EXERCISE DATA »

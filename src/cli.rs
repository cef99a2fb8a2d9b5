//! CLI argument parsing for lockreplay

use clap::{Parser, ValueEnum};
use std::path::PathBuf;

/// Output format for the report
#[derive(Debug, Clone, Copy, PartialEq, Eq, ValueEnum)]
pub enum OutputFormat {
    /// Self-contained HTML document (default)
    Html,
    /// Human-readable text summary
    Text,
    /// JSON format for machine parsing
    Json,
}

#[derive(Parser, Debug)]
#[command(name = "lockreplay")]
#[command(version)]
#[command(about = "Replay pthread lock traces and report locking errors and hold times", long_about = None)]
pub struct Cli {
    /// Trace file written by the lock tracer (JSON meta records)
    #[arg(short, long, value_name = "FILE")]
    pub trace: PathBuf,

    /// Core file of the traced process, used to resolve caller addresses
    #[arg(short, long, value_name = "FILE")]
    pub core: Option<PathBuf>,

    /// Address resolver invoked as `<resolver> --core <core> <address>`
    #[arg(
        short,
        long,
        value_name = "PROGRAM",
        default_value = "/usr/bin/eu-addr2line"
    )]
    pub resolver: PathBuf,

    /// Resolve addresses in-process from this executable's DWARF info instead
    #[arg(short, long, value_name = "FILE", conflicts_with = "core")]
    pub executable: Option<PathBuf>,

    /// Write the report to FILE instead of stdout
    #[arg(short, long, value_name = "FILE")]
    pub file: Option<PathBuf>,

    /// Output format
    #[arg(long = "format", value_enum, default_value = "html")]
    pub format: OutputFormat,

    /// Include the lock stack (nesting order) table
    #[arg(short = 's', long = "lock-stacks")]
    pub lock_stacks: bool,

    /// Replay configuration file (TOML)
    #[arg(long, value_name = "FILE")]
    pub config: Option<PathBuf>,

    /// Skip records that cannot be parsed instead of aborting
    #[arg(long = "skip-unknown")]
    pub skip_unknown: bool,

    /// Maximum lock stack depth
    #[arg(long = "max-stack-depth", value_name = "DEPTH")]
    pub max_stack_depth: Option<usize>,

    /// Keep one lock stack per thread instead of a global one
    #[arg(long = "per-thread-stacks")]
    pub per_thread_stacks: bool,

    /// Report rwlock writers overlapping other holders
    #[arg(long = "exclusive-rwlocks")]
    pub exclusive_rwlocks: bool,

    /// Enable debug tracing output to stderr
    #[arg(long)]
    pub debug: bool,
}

TASK PROMPT »
The answer must consist of each line in the entries above that includes "addresses".

ANSWER SECTION »
    /// Core file of the traced process, used to resolve caller addresses
    /// Resolve addresses in-process from this executable's DWARF info instead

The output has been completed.